Treasury Issues Final Regulations Revamping CFIUS Authority
On January 13, 2020, the U.S. Department of the Treasury (“Treasury”) published two final rules (“Final Rules,” found here and here) that implement most of the remaining provisions of the Foreign Investment Risk Review Modernization Act of 2018 (“FIRRMA”). FIRRMA significantly enhances and expands the authority of the Committee on Foreign Investment in the United States (“CFIUS” or the “Committee”) to conduct national security reviews of foreign direct investment in the United States, including certain non-controlling investments and real estate transactions that previously fell outside CFIUS jurisdiction. CFIUS issued FAQs and a Fact Sheet describing the Final Rules, which will become effective on February 13, 2020.
CFIUS issued proposed rules (“Proposed Rules”) in September 2019, which we covered in our prior alert. The Final Rules are substantively unchanged from the Proposed Rules, except for certain noteworthy modifications and additions that we explain below.
I. OVERVIEW
The following are the most salient points regarding the Final Rules described in this Alert:
- The Final Rules expand the scope of “covered transactions” subject to CFIUS jurisdiction to include:
- “Covered control transactions,” which are transactions that could result in control of a U.S. business directly or indirectly by a foreign person (the traditional basis of CFIUS review jurisdiction); and
- “Covered investments,” which are non-controlling investments in “TID” (technology, infrastructure, and data) U.S. businesses (“TID U.S. business”) that afford a foreign person: (1) access to material nonpublic technical information regarding critical technologies and critical infrastructure, (2) board membership and/or observer rights, or (3) substantive decision-making of the TID U.S. business regarding critical technologies, critical infrastructure, or sensitive personal data of U.S. citizens.

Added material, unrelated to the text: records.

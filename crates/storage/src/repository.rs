// Copyright 2026 Element Creations Ltd.
//
// SPDX-License-Identifier: AGPL-3.0-only OR LicenseRef-Element-Commercial
// Please see LICENSE files in the repository root for full details.

use std::{fmt, sync::Arc};

use async_trait::async_trait;
use futures_util::{FutureExt, TryFutureExt, future::BoxFuture};
use thiserror::Error;

use crate::{MapErr, records::RecordRepository};

/// Whether a storage failure is worth retrying
#[derive(Debug, Clone, Copy, PartialEq, Eq)]
pub enum RepositoryErrorKind {
    /// The backend could not be reached, or the connection was lost. The
    /// operation can be retried as a whole.
    Connectivity,

    /// The backend rejected the operation. Retrying will not help.
    Query,
}

impl fmt::Display for RepositoryErrorKind {
    fn fmt(&self, f: &mut fmt::Formatter<'_>) -> fmt::Result {
        match self {
            Self::Connectivity => f.write_str("connectivity"),
            Self::Query => f.write_str("query"),
        }
    }
}

/// A backend error which knows whether it is transient
pub trait ClassifiedError: std::error::Error + Send + Sync + 'static {
    /// Classify this error
    fn kind(&self) -> RepositoryErrorKind;
}

/// A type-erased error from a storage backend, tagged with its
/// [`RepositoryErrorKind`]
#[derive(Debug, Error)]
#[error("{kind} error in the storage backend")]
pub struct RepositoryError {
    kind: RepositoryErrorKind,

    #[source]
    source: Box<dyn std::error::Error + Send + Sync + 'static>,
}

impl RepositoryError {
    /// Construct a [`RepositoryError`] from any classified backend error
    pub fn from_error<E>(value: E) -> Self
    where
        E: ClassifiedError,
    {
        Self {
            kind: value.kind(),
            source: Box::new(value),
        }
    }

    /// Construct a [`RepositoryError`] of the given kind from any error
    pub fn new<E>(kind: RepositoryErrorKind, value: E) -> Self
    where
        E: std::error::Error + Send + Sync + 'static,
    {
        Self {
            kind,
            source: Box::new(value),
        }
    }

    /// The kind of failure
    #[must_use]
    pub fn kind(&self) -> RepositoryErrorKind {
        self.kind
    }

    /// Whether retrying the operation may succeed
    #[must_use]
    pub fn is_transient(&self) -> bool {
        self.kind == RepositoryErrorKind::Connectivity
    }
}

impl ClassifiedError for RepositoryError {
    fn kind(&self) -> RepositoryErrorKind {
        self.kind
    }
}

/// A [`RepositoryFactory`] is a factory that can create a [`BoxRepository`]
#[async_trait]
pub trait RepositoryFactory {
    /// Create a new [`BoxRepository`]
    async fn create(&self) -> Result<BoxRepository, RepositoryError>;
}

/// A type-erased [`RepositoryFactory`]
pub type BoxRepositoryFactory = Arc<dyn RepositoryFactory + Send + Sync + 'static>;

/// A [`Repository`] helps interacting with the underlying storage backend.
pub trait Repository<E>:
    RepositoryAccess<Error = E> + RepositoryTransaction<Error = E> + Send
where
    E: std::error::Error + Send + Sync + 'static,
{
    /// Construct a (boxed) typed-erased repository
    fn boxed(self) -> BoxRepository
    where
        Self: Sync + Sized + 'static,
        E: ClassifiedError,
    {
        Box::new(MapErr::new(self, RepositoryError::from_error::<E>))
    }
}

/// A type-erased [`Repository`]
pub type BoxRepository = Box<dyn Repository<RepositoryError> + Send + Sync + 'static>;

/// A [`RepositoryTransaction`] can be saved or cancelled, after a series
/// of operations.
pub trait RepositoryTransaction {
    /// The error type used by the [`Self::save`] and [`Self::cancel`]
    /// functions
    type Error;

    /// Commit the transaction
    ///
    /// # Errors
    ///
    /// Returns an error if the underlying storage backend failed to commit the
    /// transaction.
    fn save(self: Box<Self>) -> BoxFuture<'static, Result<(), Self::Error>>;

    /// Rollback the transaction
    ///
    /// # Errors
    ///
    /// Returns an error if the underlying storage backend failed to rollback
    /// the transaction.
    fn cancel(self: Box<Self>) -> BoxFuture<'static, Result<(), Self::Error>>;
}

/// Access the various repositories the backend implements.
pub trait RepositoryAccess: Send {
    /// The backend-specific error type used by each repository.
    type Error: std::error::Error + Send + Sync + 'static;

    /// Get a [`RecordRepository`]
    fn records<'c>(&'c mut self) -> Box<dyn RecordRepository<Error = Self::Error> + 'c>;
}

impl<R, F, E1, E> Repository<E> for MapErr<R, F>
where
    R: Repository<E1> + RepositoryAccess<Error = E1> + RepositoryTransaction<Error = E1>,
    F: FnMut(E1) -> E + Send + Sync + 'static,
    E1: std::error::Error + Send + Sync + 'static,
    E: std::error::Error + Send + Sync + 'static,
{
}

impl<R, F, E> RepositoryTransaction for MapErr<R, F>
where
    R: RepositoryTransaction,
    R::Error: 'static,
    F: FnMut(R::Error) -> E + Send + Sync + 'static,
    E: std::error::Error,
{
    type Error = E;

    fn save(self: Box<Self>) -> BoxFuture<'static, Result<(), Self::Error>> {
        Box::new(self.inner).save().map_err(self.mapper).boxed()
    }

    fn cancel(self: Box<Self>) -> BoxFuture<'static, Result<(), Self::Error>> {
        Box::new(self.inner).cancel().map_err(self.mapper).boxed()
    }
}

impl<R, F, E> RepositoryAccess for MapErr<R, F>
where
    R: RepositoryAccess,
    R::Error: 'static,
    F: FnMut(R::Error) -> E + Send + Sync + 'static,
    E: std::error::Error + Send + Sync + 'static,
{
    type Error = E;

    fn records<'c>(&'c mut self) -> Box<dyn RecordRepository<Error = Self::Error> + 'c> {
        Box::new(MapErr::new(self.inner.records(), &mut self.mapper))
    }
}

impl<R: RepositoryAccess + ?Sized> RepositoryAccess for Box<R> {
    type Error = R::Error;

    fn records<'c>(&'c mut self) -> Box<dyn RecordRepository<Error = Self::Error> + 'c> {
        (**self).records()
    }
}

- Changes in rights that give a foreign person control over a U.S. business, and transactions structured to evade CFIUS review.
- Notifying CFIUS of a covered transaction remains voluntary except in two circumstances:
- CFIUS has retained the mandatory notification requirement under the Critical Technologies Pilot Program (introduced in November 2018) for certain covered control acquisitions and non-controlling covered investments in TID businesses engaged in the production, design, testing, manufacturing, fabricating, or developing of critical technologies.

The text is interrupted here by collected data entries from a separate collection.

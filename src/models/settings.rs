//! Optional `config.toml` model.

use serde::{Deserialize, Serialize};
use std::path::PathBuf;

#[derive(Debug, Clone, Default, Serialize, Deserialize)]
pub struct Settings {
    #[serde(default)]
    pub vault: VaultSection,
    #[serde(default)]
    pub ssh: SshSection,
}

#[derive(Debug, Clone, Default, Serialize, Deserialize)]
pub struct VaultSection {
    /// Account subdomain (`op signin <subdomain>`).
    #[serde(default)]
    pub subdomain: Option<String>,

    /// Per-command timeout in seconds.
    #[serde(default)]
    pub timeout_secs: Option<u64>,

    /// Interactive sign-in attempts before giving up.
    #[serde(default)]
    pub login_tries: Option<u32>,

    /// Cap on re-authentications for a single command (unset = retry until success).
    #[serde(default)]
    pub max_reauth_attempts: Option<u32>,

    /// Vault CLI program.
    #[serde(default)]
    pub op_program: Option<String>,
}

#[derive(Debug, Clone, Default, Serialize, Deserialize)]
pub struct SshSection {
    /// Directory private keys are read from and written to.
    #[serde(default)]
    pub keys_path: Option<PathBuf>,

    #[serde(default)]
    pub ssh_add_program: Option<String>,

    #[serde(default)]
    pub ssh_keygen_program: Option<String>,

    /// Program ssh runs to obtain a passphrase.
    #[serde(default)]
    pub askpass_program: Option<String>,
}
use anyhow::Result;
use clap::Parser;

fn main() -> Result<()> {
    let cli = opssh::cli::Cli::parse();
    cli.run()
}
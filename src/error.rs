//! Error kinds raised by the vault and SSH layers.
//!
//! Functions return `anyhow::Result`; callers that need to branch on a kind
//! use `err.downcast_ref::<VaultError>()`, which also sees through `.context()`.

use std::time::Duration;

#[derive(Debug, thiserror::Error)]
pub enum VaultError {
    #[error("{program} did not finish within {}s", .timeout.as_secs())]
    ProcessTimeout { program: String, timeout: Duration },

    #[error("failed to start {program}: {source}")]
    Spawn {
        program: String,
        #[source]
        source: std::io::Error,
    },

    #[error("unable to sign in to vault \"{subdomain}\" after {attempts} attempt(s)")]
    LoginFailed { subdomain: String, attempts: u32 },

    #[error("vault command still failing after {attempts} re-authentication(s)")]
    ReauthExhausted { attempts: u32 },

    #[error("vault catalog unavailable: {0}")]
    CatalogUnavailable(String),

    #[error("malformed SSH key item {uuid}: {reason}")]
    MalformedKeyItem { uuid: String, reason: String },

    #[error("environment variable {0} is not set")]
    MissingEnvironment(&'static str),

    #[error("key \"{0}\" not found in vault")]
    KeyNotFound(String),
}

/// Return the vault error kind carried by `err`, if any.
pub fn kind(err: &anyhow::Error) -> Option<&VaultError> {
    err.downcast_ref::<VaultError>()
}
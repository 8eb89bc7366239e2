//! End to end: agent add and key download through the askpass callback, with
//! `op`, `ssh-add` and `ssh-keygen` played by an in-memory runner.

use anyhow::{anyhow, Result};
use opssh::core::agent::{AgentBridge, AgentTools, Outcome};
use opssh::core::askpass::PassphraseCallback;
use opssh::core::catalog::VaultCatalog;
use opssh::core::resolver::KeyResolver;
use opssh::core::session::{SessionConfig, SessionManager};
use opssh::util::console::{Console, Verbosity};
use opssh::util::process::{CommandRunner, CommandSpec, ProcessOutput, StdinMode};
use serde_json::{json, Value};
use std::cell::RefCell;
use std::collections::HashMap;
use std::fs;
use tempfile::TempDir;
use zeroize::Zeroizing;

const TOKEN: &str = "e2e-token";

/// Vault plus agent. `ssh-add` and `ssh-keygen` obtain passphrases by running the callback.
struct World {
    items: Vec<Value>,
    documents: HashMap<String, Vec<u8>>,
    agent: RefCell<Vec<(String, String)>>,
    calls: RefCell<Vec<CommandSpec>>,
}

impl World {
    fn new() -> Self {
        Self {
            items: Vec::new(),
            documents: HashMap::new(),
            agent: RefCell::new(Vec::new()),
            calls: RefCell::new(Vec::new()),
        }
    }

    fn key(mut self, uuid: &str, name: &str, passphrase: &str) -> Self {
        self.items.push(json!({
            "uuid": uuid,
            "overview": {"title": name, "tags": ["SSH_KEY"]},
            "details": {"sections": [{"name": "", "fields": [
                {"t": "Passphrase", "k": "concealed", "v": passphrase},
                {"t": "KeyName", "k": "string", "v": name}
            ]}]}
        }));
        self
    }

    fn key_file(mut self, uuid: &str, name: &str, filename: &str, bytes: &[u8]) -> Self {
        self.items.push(json!({
            "uuid": uuid,
            "overview": {"title": filename, "tags": ["SSH_KEY_FILE"]},
            "details": {
                "documentAttributes": {"fileName": filename},
                "sections": [{"name": "", "fields": [{"t": "KeyName", "k": "string", "v": name}]}]
            }
        }));
        self.documents.insert(uuid.to_string(), bytes.to_vec());
        self
    }

    fn calls_to(&self, program: &str) -> Vec<CommandSpec> {
        self.calls
            .borrow()
            .iter()
            .filter(|c| c.program == program)
            .cloned()
            .collect()
    }

    /// What a real askpass-driven program would read from the callback.
    fn ask(&self, spec: &CommandSpec) -> Result<String> {
        let env: HashMap<String, String> = spec.env.iter().cloned().collect();
        let mut out = Vec::new();
        PassphraseCallback::from_env(&env)?.run(self, &env, &mut out)?;
        Ok(String::from_utf8(out)?)
    }

    fn op(&self, spec: &CommandSpec) -> Result<ProcessOutput> {
        let signed_in = matches!(&spec.stdin, StdinMode::Bytes(b) if b.as_slice() == TOKEN.as_bytes());
        if !signed_in {
            return Ok(output(1, Vec::new()));
        }
        let args: Vec<&str> = spec.args.iter().map(String::as_str).collect();
        match args.as_slice() {
            ["list", "items"] => {
                let list: Vec<Value> = self
                    .items
                    .iter()
                    .map(|i| json!({"uuid": i["uuid"], "overview": i["overview"]}))
                    .collect();
                Ok(output(0, serde_json::to_vec(&list)?))
            }
            ["get", "item", uuid] => self
                .items
                .iter()
                .find(|i| i["uuid"] == *uuid)
                .map(|i| output(0, i.to_string().into_bytes()))
                .ok_or_else(|| anyhow!("no item {}", uuid)),
            ["get", "document", uuid] => self
                .documents
                .get(*uuid)
                .map(|d| output(0, d.clone()))
                .ok_or_else(|| anyhow!("no document {}", uuid)),
            other => Err(anyhow!("unexpected op {:?}", other)),
        }
    }
}

impl CommandRunner for World {
    fn execute(&self, spec: &CommandSpec) -> Result<ProcessOutput> {
        self.calls.borrow_mut().push(spec.clone());
        match spec.program.as_str() {
            "op" => self.op(spec),
            "ssh-add" => {
                let passphrase = self.ask(spec)?;
                let path = spec.args.last().cloned().unwrap_or_default();
                self.agent.borrow_mut().push((path, passphrase));
                Ok(output(0, Vec::new()))
            }
            "ssh-keygen" => {
                let passphrase = self.ask(spec)?;
                Ok(output(0, format!("ssh-ed25519 AAAA{} e2e\n", passphrase).into_bytes()))
            }
            other => Err(anyhow!("unexpected program {}", other)),
        }
    }
}

fn output(code: i32, stdout: Vec<u8>) -> ProcessOutput {
    ProcessOutput {
        stdout: Zeroizing::new(stdout),
        stderr: Vec::new(),
        code: Some(code),
    }
}

fn bridge<'a>(world: &'a World, keys: &TempDir) -> AgentBridge<VaultCatalog<&'a World>, &'a World> {
    let mut config = SessionConfig::new("my");
    config.verbosity = Verbosity::Quiet;
    config.interactive = false;
    let session = SessionManager::new(config, world).with_token(TOKEN.as_bytes().to_vec());
    let console = Console::new(Verbosity::Quiet);
    let resolver = KeyResolver::new(VaultCatalog::load(session).unwrap(), console);
    AgentBridge::new(
        resolver,
        world,
        AgentTools::default(),
        keys.path().to_path_buf(),
        console,
    )
}

#[test]
fn add_key_serves_passphrase_through_callback() {
    let world = World::new().key("k1", "work", "s3cret");
    let keys = TempDir::new().unwrap();

    let report = bridge(&world, &keys).add_keys_to_agent(None, false).unwrap();
    assert!(report.is_success());

    let adds = world.calls_to("ssh-add");
    assert_eq!(adds.len(), 1);
    assert_eq!(adds[0].env_value("SSH_KEY_ID"), Some("work"));

    let agent = world.agent.borrow();
    assert_eq!(agent.len(), 1);
    assert_eq!(agent[0].0, keys.path().join("work").display().to_string());
    assert_eq!(agent[0].1, "s3cret");
}

#[test]
fn download_writes_key_and_public_half() {
    let world = World::new()
        .key("k1", "work", "s3cret")
        .key_file("f1", "work", "id_work", b"PRIVATE KEY BYTES");
    let keys = TempDir::new().unwrap();

    let report = bridge(&world, &keys)
        .materialize_key_files(None, false)
        .unwrap();
    assert!(report.is_success());

    assert_eq!(fs::read(keys.path().join("id_work")).unwrap(), b"PRIVATE KEY BYTES");
    assert_eq!(
        fs::read_to_string(keys.path().join("id_work.pub")).unwrap(),
        "ssh-ed25519 AAAAs3cret e2e\n"
    );

    // second run without overwrite leaves both files alone
    let report = bridge(&world, &keys)
        .materialize_key_files(None, false)
        .unwrap();
    let private = keys.path().join("id_work").display().to_string();
    assert_eq!(report.outcome_for("work", &private), Some(&Outcome::Exists));
    assert_eq!(world.calls_to("ssh-keygen").len(), 1);
}

#[test]
fn callback_without_session_fails_cleanly() {
    let world = World::new().key("k1", "work", "s3cret");
    let env: HashMap<String, String> = [
        ("SSH_KEY_ID", "work"),
        ("OP_SESSION_SUBDOMAIN", "my"),
        ("OP_SESSION_my", "stale-token"),
    ]
    .into_iter()
    .map(|(k, v)| (k.to_string(), v.to_string()))
    .collect();

    let mut out = Vec::new();
    let result = PassphraseCallback::from_env(&env)
        .unwrap()
        .run(&world, &env, &mut out);
    assert!(result.is_err());
    assert!(out.is_empty());
    assert!(world.calls_to("op").iter().all(|c| c.args[0] != "signin"));
}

- An additional category of mandatory notifications has been added for transactions that result in the acquisition of a “substantial interest” in a TID U.S. business by a foreign person in which a foreign government has a “substantial interest.”
- CFIUS jurisdiction is extended to certain purchases, concessions, and leases of real estate (“covered real estate transactions”) that are located in or operated as part of an airport or maritime port, or that are proximate to certain identified U.S. military and intelligence assets. The CFIUS real estate rules, which are incorporated into a new 31 C.F.R. Part 802, are described in Section III below.

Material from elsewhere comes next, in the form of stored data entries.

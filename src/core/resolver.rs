//! Maps logical key names to vault records.
//!
//! Two kinds of tagged items are understood:
//! - `SSH_KEY`: one section holding a `KeyName` string field and a
//!   `Passphrase` concealed field.
//! - `SSH_KEY_FILE`: a document item whose section holds a `KeyName` field;
//!   the attached file is the private key.
//!
//! Duplicate names resolve last-write-wins in catalog order.

use crate::constants::{FIELD_KEY_NAME, FIELD_PASSPHRASE, SSH_KEY_FILE_TAG, SSH_KEY_TAG};
use crate::core::catalog::VaultAccess;
use crate::error::VaultError;
use crate::models::item::{Field, FieldKind, VaultItem};
use crate::models::key::{SshKeyFileRecord, SshKeyRecord};
use crate::util::console::Console;
use anyhow::Result;
use std::collections::BTreeMap;
use tracing::{debug, warn};
use zeroize::Zeroizing;

pub struct KeyResolver<V> {
    vault: V,
    console: Console,
    keys: Option<BTreeMap<String, SshKeyRecord>>,
    key_files: Option<BTreeMap<String, SshKeyFileRecord>>,
}

impl<V: VaultAccess> KeyResolver<V> {
    pub fn new(vault: V, console: Console) -> Self {
        Self {
            vault,
            console,
            keys: None,
            key_files: None,
        }
    }

    pub fn vault(&self) -> &V {
        &self.vault
    }

    pub fn vault_mut(&mut self) -> &mut V {
        &mut self.vault
    }

    /// Key records by name. Fetched once, then served from cache.
    pub fn resolve_keys(&mut self) -> Result<&BTreeMap<String, SshKeyRecord>> {
        if self.keys.is_none() {
            let uuids = self.vault.find_by_tag(SSH_KEY_TAG);
            let items = self.vault.fetch_items(&uuids)?;
            let mut keys = BTreeMap::new();
            for item in &items {
                match parse_key_record(item)? {
                    Some(record) => {
                        debug!(uuid = %item.uuid, name = %record.name, "found SSH key");
                        self.console.detail(format!(
                            "Found SSH key uuid=\"{}\" name=\"{}\"",
                            item.uuid, record.name
                        ));
                        if keys.contains_key(&record.name) {
                            warn!(name = %record.name, uuid = %item.uuid, "duplicate key name, later item wins");
                        }
                        keys.insert(record.name.clone(), record);
                    }
                    None => self.console.warn(format!(
                        "Error parsing key information (uuid=\"{}\"), skipping",
                        item.uuid
                    )),
                }
            }
            self.keys = Some(keys);
        }
        Ok(self.keys.get_or_insert_with(BTreeMap::new))
    }

    /// Key file records by name. Fetched once, then served from cache.
    pub fn resolve_private_key_files(&mut self) -> Result<&BTreeMap<String, SshKeyFileRecord>> {
        if self.key_files.is_none() {
            let uuids = self.vault.find_by_tag(SSH_KEY_FILE_TAG);
            let items = self.vault.fetch_items(&uuids)?;
            let mut files = BTreeMap::new();
            for item in &items {
                match parse_key_file_record(item)? {
                    Some(record) => {
                        debug!(uuid = %item.uuid, name = %record.name, "found SSH key file");
                        if files.contains_key(&record.name) {
                            warn!(name = %record.name, uuid = %item.uuid, "duplicate key file name, later item wins");
                        }
                        files.insert(record.name.clone(), record);
                    }
                    None => {
                        debug!(uuid = %item.uuid, "skipping incomplete key file item");
                        self.console.warn(format!(
                            "Skipping incomplete key file item (uuid=\"{}\")",
                            item.uuid
                        ));
                    }
                }
            }
            self.key_files = Some(files);
        }
        Ok(self.key_files.get_or_insert_with(BTreeMap::new))
    }

    /// Passphrase for a key, looked up by name or by passphrase item UUID.
    pub fn passphrase(&mut self, id: &str) -> Result<Zeroizing<String>> {
        let keys = self.resolve_keys()?;
        keys.get(id)
            .or_else(|| keys.values().find(|r| r.passphrase_uuid == id))
            .map(|r| r.passphrase.clone())
            .ok_or_else(|| VaultError::KeyNotFound(id.to_string()).into())
    }

    /// The key file record for `name` and its private key bytes.
    pub fn private_key(&mut self, name: &str) -> Result<(SshKeyFileRecord, Zeroizing<Vec<u8>>)> {
        let record = self
            .resolve_private_key_files()?
            .get(name)
            .cloned()
            .ok_or_else(|| VaultError::KeyNotFound(name.to_string()))?;
        let bytes = self.vault.fetch_document(&record.uuid)?;
        Ok((record, bytes))
    }
}

/// Extract a key record from an `SSH_KEY` item.
///
/// `Err(MalformedKeyItem)` unless exactly one section carries fields, or when a
/// field type repeats; `Ok(None)` when the section lacks the name or passphrase.
pub fn parse_key_record(item: &VaultItem) -> Result<Option<SshKeyRecord>> {
    let sections = item.field_sections().unwrap_or_default();
    if sections.len() != 1 {
        return Err(malformed(
            item,
            format!("expected one section with fields, found {}", sections.len()),
        ));
    }
    let fields = sections[0];

    let name = single(item, fields, FIELD_KEY_NAME, FieldKind::String)?;
    let passphrase = single(item, fields, FIELD_PASSPHRASE, FieldKind::Concealed)?;
    match (name, passphrase) {
        (Some(name), Some(passphrase)) => Ok(Some(SshKeyRecord {
            name,
            passphrase_uuid: item.uuid.clone(),
            passphrase: Zeroizing::new(passphrase),
        })),
        _ => Ok(None),
    }
}

/// Extract a key file record from an `SSH_KEY_FILE` item.
///
/// Items without sections, without exactly one `KeyName` field, or without an
/// attached file name yield `Ok(None)`.
pub fn parse_key_file_record(item: &VaultItem) -> Result<Option<SshKeyFileRecord>> {
    let Some(sections) = item.field_sections() else {
        return Ok(None);
    };
    let mut names = sections
        .iter()
        .flat_map(|s| s.iter())
        .filter(|f| f.is(FIELD_KEY_NAME, FieldKind::String));
    let first = names.next();
    if names.next().is_some() {
        warn!(uuid = %item.uuid, "key file item has more than one KeyName field");
        return Ok(None);
    }
    let Some(name) = first.and_then(Field::text) else {
        return Ok(None);
    };
    let Some(filename) = item.file_name() else {
        return Ok(None);
    };
    Ok(Some(SshKeyFileRecord {
        name,
        uuid: item.uuid.clone(),
        filename: filename.to_string(),
    }))
}

fn single(
    item: &VaultItem,
    fields: &[Field],
    type_tag: &str,
    kind: FieldKind,
) -> Result<Option<String>> {
    let mut matching = fields.iter().filter(|f| f.is(type_tag, kind));
    let first = matching.next();
    if matching.next().is_some() {
        return Err(malformed(item, format!("more than one {} field", type_tag)));
    }
    Ok(first.and_then(Field::text))
}

fn malformed(item: &VaultItem, reason: String) -> anyhow::Error {
    VaultError::MalformedKeyItem {
        uuid: item.uuid.clone(),
        reason,
    }
    .into()
}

- Australia, Canada, and the United Kingdom are the first designated “excepted foreign states,” which means that certain “excepted investors” from these countries are excluded from CFIUS’s jurisdiction to review covered investments and covered real estate transactions. This exemption does not apply for covered control transactions. CFIUS also has reduced board membership and share ownership thresholds from the Proposed Rules so that more firms can qualify as excepted investors.
- To simplify the CFIUS process, parties to covered transactions and covered real estate transactions will now have the option of notifying CFIUS via a short-form declaration, rather than a lengthy Joint Voluntary Notification (“JVN”).
- While FIRRMA authorizes CFIUS to collect filing fees, Treasury has deferred this decision to a separate rule to be issued in the future.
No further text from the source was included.